Written by Anderson, the idiosyncratic 44-year-old filmmaker of The Royal Tenenbaums and Moonrise Kingdom, from a story by him and Hugo Guinness, The Grand Budapest Hotel is the tale of a finicky but charismatic concierge named Gustave H (played by Ralph Fiennes) in the fictional European nation Zubrowka, and a comic caper he shares with a lobby boy (Tony Revolori) in the early 1930s.
Like the hotel of its title, this movie is filled with Anderson’s distinctive and pored-over touches: pastel colour schemes, baroque costumes and delicate pastries. But beyond the archness and deliberation of The Grand Budapest Hotel lurks a sense of foreboding and menace uncommon to Anderson’s work — a feeling that this carefully constructed realm is in danger of slipping away.

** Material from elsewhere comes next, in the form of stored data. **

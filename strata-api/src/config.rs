//! API layer configuration

use std::path::PathBuf;
use std::sync::Arc;
use strata_config::{CompilerConfig, LogLevel};
use strata_log::{Level, Logger};

/// Configuration of one batch run
#[derive(Clone)]
pub struct RunConfig {
    /// Compiler mode flags
    pub compiler: CompilerConfig,
    /// Roots searched for units referenced but not part of the batch
    pub sourcepath: Vec<PathBuf>,
    pub logger: Arc<Logger>,
}

impl RunConfig {
    pub fn new(compiler: CompilerConfig) -> Self {
        Self {
            compiler,
            ..Self::default()
        }
    }

    pub fn with_sourcepath<I, P>(mut self, roots: I) -> Self
    where
        I: IntoIterator<Item = P>,
        P: Into<PathBuf>,
    {
        self.sourcepath = roots.into_iter().map(Into::into).collect();
        self
    }

    pub fn with_logger(mut self, logger: Arc<Logger>) -> Self {
        self.logger = logger;
        self
    }

    /// Print driver logs to stdout at the compiler's diagnostic level
    pub fn with_console_logging(self) -> Self {
        let logger = match log_level(self.compiler.diagnostic_level) {
            Some(level) => strata_log::LogConfig::new(level).with_stdout().init().0,
            None => Logger::noop(),
        };
        self.with_logger(logger)
    }
}

impl std::fmt::Debug for RunConfig {
    fn fmt(&self, f: &mut std::fmt::Formatter<'_>) -> std::fmt::Result {
        f.debug_struct("RunConfig")
            .field("compiler", &self.compiler)
            .field("sourcepath", &self.sourcepath)
            .finish()
    }
}

impl Default for RunConfig {
    fn default() -> Self {
        Self {
            compiler: CompilerConfig::default(),
            sourcepath: Vec::new(),
            logger: Logger::noop(),
        }
    }
}

/// Logger level matching a configured diagnostic level; `None` turns logging off
pub fn log_level(level: LogLevel) -> Option<Level> {
    match level {
        LogLevel::Off => None,
        LogLevel::Error => Some(Level::Error),
        LogLevel::Warn => Some(Level::Warn),
        LogLevel::Info => Some(Level::Info),
        LogLevel::Debug => Some(Level::Debug),
        LogLevel::Trace => Some(Level::Trace),
    }
}

#[cfg(test)]
mod tests {
    use super::*;

    #[test]
    fn test_default_run_config() {
        let cfg = RunConfig::default();
        assert!(!cfg.compiler.tolerant);
        assert!(cfg.sourcepath.is_empty());
        assert_eq!(cfg.compiler.max_problems_per_unit, 100);
    }

    #[test]
    fn test_builder() {
        let cfg = RunConfig::new(CompilerConfig::tolerant()).with_sourcepath(["/lib", "/vendor"]);
        assert!(cfg.compiler.tolerant);
        assert_eq!(cfg.sourcepath, vec![PathBuf::from("/lib"), PathBuf::from("/vendor")]);
    }

    #[test]
    fn test_run_config_debug() {
        let debug_str = format!("{:?}", RunConfig::default());
        assert!(debug_str.contains("compiler"));
        assert!(debug_str.contains("sourcepath"));
    }

    #[test]
    fn test_console_logging_follows_level() {
        let mut compiler = CompilerConfig::default();
        compiler.diagnostic_level = LogLevel::Debug;
        let cfg = RunConfig::new(compiler).with_console_logging();
        assert_eq!(cfg.logger.level(), Level::Debug);
    }

    #[test]
    fn test_log_level_mapping() {
        assert_eq!(log_level(LogLevel::Off), None);
        assert_eq!(log_level(LogLevel::Warn), Some(Level::Warn));
        assert_eq!(log_level(LogLevel::Trace), Some(Level::Trace));
    }
}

And while this film, perhaps more so than Anderson’s seven others, presents a time and place he has never seen nor inhabited, it might also offer his most personal invitation yet into his world.
In his travels, “I’m a total foreigner, I have a real outsider’s point of view,” Anderson said. As he has encountered Europe and its populace, he said: “I don’t share their cynicism. I’m shielded from it, because I’ve been through nothing like any of the things these people went through.”

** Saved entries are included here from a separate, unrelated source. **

//! Ordering stage

use crate::compiler::SourceUnit;

/// Module descriptors first, everything else after; relative order is kept in both groups
pub fn order_units(units: Vec<SourceUnit>) -> Vec<SourceUnit> {
    let (mut ordered, rest): (Vec<_>, Vec<_>) = units.into_iter().partition(SourceUnit::is_module_descriptor);
    ordered.extend(rest);
    ordered
}

#[cfg(test)]
mod tests {
    use super::*;

    fn names(units: &[SourceUnit]) -> Vec<&str> {
        units.iter().map(SourceUnit::name).collect()
    }

    fn units(names: &[&str]) -> Vec<SourceUnit> {
        names.iter().map(|n| SourceUnit::new(*n, "")).collect()
    }

    #[test]
    fn test_descriptors_move_to_front() {
        let ordered = order_units(units(&[
            "a/A.strata",
            "m1/module-info.strata",
            "b/B.strata",
            "m2/module-info.stratac",
        ]));
        assert_eq!(
            names(&ordered),
            vec![
                "m1/module-info.strata",
                "m2/module-info.stratac",
                "a/A.strata",
                "b/B.strata",
            ]
        );
    }

    #[test]
    fn test_order_kept_without_descriptors() {
        let input = units(&["c/C.strata", "a/A.strata", "b/B.strata"]);
        let ordered = order_units(input.clone());
        assert_eq!(ordered, input);
    }

    #[test]
    fn test_idempotent_and_complete() {
        let input = units(&[
            "z/Z.strata",
            "m/module-info.strata",
            "a/A.strata",
            "n/module-info.stratac",
            "b/B.strata",
        ]);
        let once = order_units(input.clone());
        let twice = order_units(once.clone());
        assert_eq!(once, twice);

        let mut sorted_input = names(&input);
        let mut sorted_output = names(&once);
        sorted_input.sort_unstable();
        sorted_output.sort_unstable();
        assert_eq!(sorted_input, sorted_output);

        let first_ordinary = once.iter().position(|u| !u.is_module_descriptor()).unwrap();
        assert!(once[first_ordinary..].iter().all(|u| !u.is_module_descriptor()));
    }

    #[test]
    fn test_empty_batch() {
        assert!(order_units(Vec::new()).is_empty());
    }

    #[test]
    fn test_look_alike_names_are_ordinary() {
        let ordered = order_units(units(&["a/A.strata", "x/my-module-info.strata.bak"]));
        assert_eq!(names(&ordered), vec!["a/A.strata", "x/my-module-info.strata.bak"]);
    }
}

But when he makes his movies, “I’m much more adventurous,” he said.
Raised in Texas (the setting of his first two features, Bottle Rocket and Rushmore), Anderson now lives in New York but has spent much of the last two years in Europe. Fiennes, best known for his coldly villainous performances as Amon Goeth in Schindler’s List and Lord Voldemort in the Harry Potter series, said he was happy to have “exorcised those characters” in The Grand Budapest Hotel.
Anderson also had no trouble tapping into the eclectic roster of actors who have become his unofficial repertory company: Bill Murray, Owen Wilson and Jason Schwartzman turn up as hotel staffers; Edward Norton plays a police captain and Willem Dafoe a sinister enforcer; and Tilda Swinton plays an octogenarian dowager named Madame D.

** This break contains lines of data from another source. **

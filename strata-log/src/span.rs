//! Span tracking

/// Span ID (unique per logger)
#[derive(Clone, Copy, Debug, PartialEq, Eq, Hash)]
pub struct SpanId(pub u64);

/// A named execution context, e.g. one batch run
#[derive(Clone, Debug, PartialEq)]
pub struct Span {
    pub id: SpanId,
    pub name: &'static str,
}

impl Span {
    pub const fn new(id: SpanId, name: &'static str) -> Self {
        Span { id, name }
    }
}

What is unusual for Anderson in The Grand Budapest Hotel is the feeling of loss that hovers over his characters, as even a made-up version of decadent Europe is forced to give way to the brutal approach of World War II.
Anderson said this was probably his first movie with real villains and real violence, which he said must be an expression — conscious or otherwise — of what history was about to do to these people. “I mutilate somebody about every 10 minutes of the movie,” he said, slightly exaggerating.
Beyond its antic comedy, The Grand Budapest Hotel portrays Gustave H as a man seeking to preserve a time and place that is already lost — a description that could as easily apply to Anderson.
“It was culture that was becoming more and more refined,” he said, “and he said nationalism ended it and ruined it, and led to these dogmatic ideologies.”